Tony spun around to take in his new opponent. “A mask? Are you kidding me?” 

It was literally a mask, wooden and primitive. The elongated faceplate was as long as Tony's sword. It sliced through the rugged basement walls with ease and boomeranged back toward the silver-haired mercenary. 

Tony leapt aside as the painted mask flew past. He pursued it into the darkness, which eventually unfolded into an enormous hall. 

“The last level, huh? A bit excessive if you ask me.” 

The hall was bare, save for a giant knotted tree. Its thick trunk punched through the stone ceiling in a desperate scrabble for the sky. A screeching monkey ran along the length of one branch, clutching the wooden mask. 

Tony narrowed his eyes. Not a real monkey. The unholy creature radiated despair. 

But even more shocking was the tree itself. A thick lower branch had been carved into an exquisite statue, its face twisted with pain. 

Tony recognized the likeness at once. Jessica. 

It wasn't a statue at all, he realized. It was Jessica, ensnared by eldritch forces and reshaped into a mockery of life. Tony erupted into a blind rage. 

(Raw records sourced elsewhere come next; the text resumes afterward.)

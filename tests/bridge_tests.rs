mod common;

use common::*;
use navmarkers::prelude::*;
use serde_json::json;

async fn ready(channel: &MarkerChannel, context: SurfaceContext) -> MemoryProbe {
    let (controller, _) = controller();
    let (surface, probe) = surface();
    controller.attach_surface(surface);
    controller.style_loaded();
    assert_eq!(controller.wait_for_readiness().await, ReadinessState::Ready);
    channel.register(context, controller);
    probe
}

async fn settle(channel: &MarkerChannel, context: SurfaceContext) {
    channel.controller(context).unwrap().settle().await.unwrap();
}

/// Each map context has its own markers behind the same channel
#[tokio::test]
async fn test_contexts_are_independent() {
    let channel = MarkerChannel::new();
    let full = ready(&channel, SurfaceContext::FullScreen).await;
    let embedded = ready(&channel, SurfaceContext::Embedded).await;

    let add = MethodCall::new(
        "addMarkers",
        json!({
            "markers": [
                {"id": "A", "latitude": 37.0, "longitude": -122.0, "title": "Alice"},
                {"id": "B", "latitude": 37.1, "longitude": -122.1}
            ],
            "clustering": {"enabled": true, "clusterRadius": 50, "maxZoom": 14}
        }),
    );
    assert!(channel.handle(SurfaceContext::FullScreen, &add).await);

    let other = MethodCall::new(
        "addMarkers",
        json!({"markers": [{"id": "X", "latitude": 1.0, "longitude": 1.0}]}),
    );
    assert!(channel.handle(SurfaceContext::Embedded, &other).await);

    settle(&channel, SurfaceContext::FullScreen).await;
    settle(&channel, SurfaceContext::Embedded).await;

    assert_eq!(full.marker_ids(), vec!["A".to_string(), "B".to_string()]);
    assert_eq!(full.annotation("A").unwrap().title.as_deref(), Some("Alice"));
    assert_eq!(full.clustering(), Some(ClusteringOptions::new(true, 50, 14)));
    assert_eq!(embedded.marker_ids(), vec!["X".to_string()]);
}

/// Update, remove and clear round trip through the channel
#[tokio::test]
async fn test_method_round_trip() {
    let channel = MarkerChannel::new();
    let probe = ready(&channel, SurfaceContext::FullScreen).await;
    let ctx = SurfaceContext::FullScreen;

    let update = MethodCall::new(
        "updateMarkers",
        json!({"markers": [
            {"id": "A", "latitude": 10.0, "longitude": 20.0},
            {"id": "B", "latitude": 11.0, "longitude": 21.0},
            {"latitude": 0.0}
        ]}),
    );
    assert!(channel.handle(ctx, &update).await);
    settle(&channel, ctx).await;
    assert_eq!(probe.marker_ids(), vec!["A".to_string(), "B".to_string()]);
    assert_eq!(probe.annotation("A").unwrap().position, LatLng::new(10.0, 20.0));

    let remove = MethodCall::new("removeMarkers", json!({"markerIds": ["A", 7, "Z"]}));
    assert!(channel.handle(ctx, &remove).await);
    settle(&channel, ctx).await;
    assert_eq!(probe.marker_ids(), vec!["B".to_string()]);

    let clear = MethodCall::new("clearAllMarkers", json!(null));
    assert!(channel.handle(ctx, &clear).await);
    settle(&channel, ctx).await;
    assert_eq!(probe.annotation_count(), 0);
}

/// Calls that cannot be decoded or routed are refused
#[tokio::test]
async fn test_rejected_calls() {
    let channel = MarkerChannel::new();
    let add = MethodCall::new(
        "addMarkers",
        json!({"markers": [{"id": "A", "latitude": 1.0, "longitude": 1.0}]}),
    );

    // Nothing registered for the context
    assert!(!channel.handle(SurfaceContext::Embedded, &add).await);

    let probe = ready(&channel, SurfaceContext::Embedded).await;
    assert!(!channel.handle(SurfaceContext::Embedded, &MethodCall::new("zoomTo", json!({}))).await);
    assert!(
        !channel
            .handle(SurfaceContext::Embedded, &MethodCall::new("addMarkers", json!({})))
            .await
    );
    assert!(
        !channel
            .handle(SurfaceContext::Embedded, &MethodCall::new("removeMarkers", json!({"ids": []})))
            .await
    );

    channel.unregister(SurfaceContext::Embedded);
    assert!(!channel.handle(SurfaceContext::Embedded, &add).await);
    assert_eq!(probe.annotation_count(), 0);
}

/// Oversized icon dimensions are clamped and the whole batch is still added
#[tokio::test]
async fn test_oversized_icon_is_clamped() {
    let channel = MarkerChannel::new();
    let probe = ready(&channel, SurfaceContext::Embedded).await;

    let add = MethodCall::new(
        "addMarkers",
        json!({"markers": [
            {"id": "ok", "latitude": 1.0, "longitude": 1.0},
            {"id": "huge", "latitude": 2.0, "longitude": 2.0, "iconWidth": 1e12, "iconHeight": 1e12}
        ]}),
    );
    assert!(channel.handle(SurfaceContext::Embedded, &add).await);
    settle(&channel, SurfaceContext::Embedded).await;

    assert_eq!(probe.marker_ids(), vec!["huge".to_string(), "ok".to_string()]);
    assert_eq!(probe.annotation("ok").unwrap().image.dimensions(), (40, 40));
    assert_eq!(
        probe.annotation("huge").unwrap().image.dimensions(),
        (navmarkers::constants::MAX_ICON_DIMENSION, navmarkers::constants::MAX_ICON_DIMENSION)
    );
}

/// Calls decoded from a host JSON payload
#[tokio::test]
async fn test_call_from_json_payload() {
    let channel = MarkerChannel::new();
    let probe = ready(&channel, SurfaceContext::FullScreen).await;

    let call: MethodCall = serde_json::from_str(
        r#"{"method": "setClusteringOptions", "arguments": {"enabled": false, "radius": 30}}"#,
    )
    .unwrap();
    assert!(channel.handle(SurfaceContext::FullScreen, &call).await);
    settle(&channel, SurfaceContext::FullScreen).await;

    let applied = probe.clustering().unwrap();
    assert!(!applied.enabled);
    assert_eq!(applied.cluster_radius, 30);
}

The monkey sensed the change in him. It donned the wooden mask and flung itself at Tony with blinding speed.

It never stood a chance. 

Tony slaughtered the creature within moments, its black blood spraying over his red coat. Tony didn't care. He raced back to the living statue, frantic. 

“Princess!” 

The thing that had once been Jessica twitched, regarding Tony with wooden eyes that somehow sprouted tears. A familiar voice wheezed strange sounds for a moment, unable to form words through the pain. The tree grew larger with each anguished movement, its black aura radiating farther. Jessica's suffering had become the plant's uncanny heartbeat. 

Tony knew the tree was the root of the demon sickness he had felt at the Oz Club and in the alley with Denvers. No, it's more than that. It's a bridgehead.

“That's right. The tree is growing a path between our worlds.” 

Tony spun around at the sound of the voice, which seemed to have read his mind. He found himself face to face with the monkey creature. It waddled before him unharmed. 

“Your scratches do not bother me,” the demon said, as if lecturing a slow child. Its visage was hidden behind the wooden mask. “The tree grows by feeding on human despair. A single child was all it took to enter this world.” 

“Shut up!” Tony shook with fury. “You did this...” 

“It doesn't end here. We will do this to everyone you know.” The demon fired off a staccato laugh. “You always hurt the ones you love. What could drive someone to despair more than their own family?” 

Tony sliced through the monkey with his blade. Black juices sprayed on him and Jessica. She screamed out in pain. The demon cackled. 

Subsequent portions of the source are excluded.